TASK TO CARRY OUT:
Using the string "GeneratedImageReference" as the key, pull each matching line out of the records below.

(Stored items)
╭──
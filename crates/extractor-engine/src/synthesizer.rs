use base64::engine::general_purpose::STANDARD as BASE64;
use base64::Engine as _;
use extractor_contracts::{GeneratedImageReference, ImageSize, ObjectDescriptor, Quality};
use image::DynamicImage;
use serde_json::json;

use crate::codec::{encode_png, to_data_uri};
use crate::error::{error_chain_text, ExtractError};
use crate::prompt::build_prompt;
use crate::providers::{EditOutput, EditProvider, EditRequest};
use crate::report::{payload, Reporter};

/// Picks the reference out of the first output: hosted URL first, inline
/// base64 second.
pub fn normalize_output(outputs: &[EditOutput]) -> Result<GeneratedImageReference, String> {
    let Some(first) = outputs.first() else {
        return Err("edit response contained no output images".to_string());
    };
    if let Some(url) = first.url.as_deref().filter(|url| !url.trim().is_empty()) {
        return Ok(GeneratedImageReference::Url(url.trim().to_string()));
    }
    if let Some(b64) = first.b64_json.as_deref().filter(|b64| !b64.trim().is_empty()) {
        let b64 = b64.trim();
        BASE64
            .decode(b64.as_bytes())
            .map_err(|err| format!("edit response carried invalid base64 image data: {err}"))?;
        return Ok(GeneratedImageReference::InlinePayload(to_data_uri(b64)));
    }
    Err("edit response output had neither url nor b64_json".to_string())
}

pub struct ObjectSynthesizer<'a> {
    provider: &'a dyn EditProvider,
    model: String,
}

impl<'a> ObjectSynthesizer<'a> {
    pub fn new(provider: &'a dyn EditProvider, model: impl Into<String>) -> Self {
        Self {
            provider,
            model: model.into(),
        }
    }

    pub fn model(&self) -> &str {
        &self.model
    }

    /// One edit call for one descriptor. Failures are reported here and come
    /// back as `None`; they never propagate to the caller.
    pub fn synthesize(
        &self,
        source: &DynamicImage,
        descriptor: &ObjectDescriptor,
        quality: Quality,
        size: ImageSize,
        reporter: &dyn Reporter,
    ) -> Option<GeneratedImageReference> {
        let key = descriptor.composite_key();
        let prompt = build_prompt(descriptor);
        reporter.record(
            "synthesis_started",
            payload(json!({
                "key": key,
                "provider": self.provider.name(),
                "model": self.model,
                "quality": quality.as_str(),
                "size": size.as_str(),
            })),
        );
        match self.try_synthesize(source, &prompt, quality, size) {
            Ok((reference, request_id)) => {
                reporter.record(
                    "item_generated",
                    payload(json!({
                        "key": key,
                        "reference_kind": reference.kind(),
                        "request_id": request_id,
                    })),
                );
                Some(reference)
            }
            Err(message) => {
                let err = ExtractError::Synthesis {
                    key: key.clone(),
                    message,
                };
                reporter.error(&err);
                reporter.record(
                    "synthesis_diagnostics",
                    payload(json!({
                        "key": key,
                        "error": err.to_string(),
                        "prompt": prompt,
                    })),
                );
                None
            }
        }
    }

    fn try_synthesize(
        &self,
        source: &DynamicImage,
        prompt: &str,
        quality: Quality,
        size: ImageSize,
    ) -> Result<(GeneratedImageReference, Option<String>), String> {
        let image_png = encode_png(source).map_err(|err| error_chain_text(&err, 512))?;
        let request =
            EditRequest::transparent_png(self.model.clone(), prompt, image_png, size, quality);
        let response = self
            .provider
            .edit(&request)
            .map_err(|err| error_chain_text(&err, 1024))?;
        let reference = normalize_output(&response.outputs).map_err(|message| {
            match response.status_code {
                Some(code) => format!("{message} (status {code})"),
                None => message,
            }
        })?;
        Ok((reference, response.request_id))
    }
}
╰──
SOLUTION:
use extractor_contracts::{GeneratedImageReference, ImageSize, ObjectDescriptor, Quality};
pub fn normalize_output(outputs: &[EditOutput]) -> Result<GeneratedImageReference, String> {
        return Ok(GeneratedImageReference::Url(url.trim().to_string()));
        return Ok(GeneratedImageReference::InlinePayload(to_data_uri(b64)));
    ) -> Option<GeneratedImageReference> {
    ) -> Result<(GeneratedImageReference, Option<String>), String> {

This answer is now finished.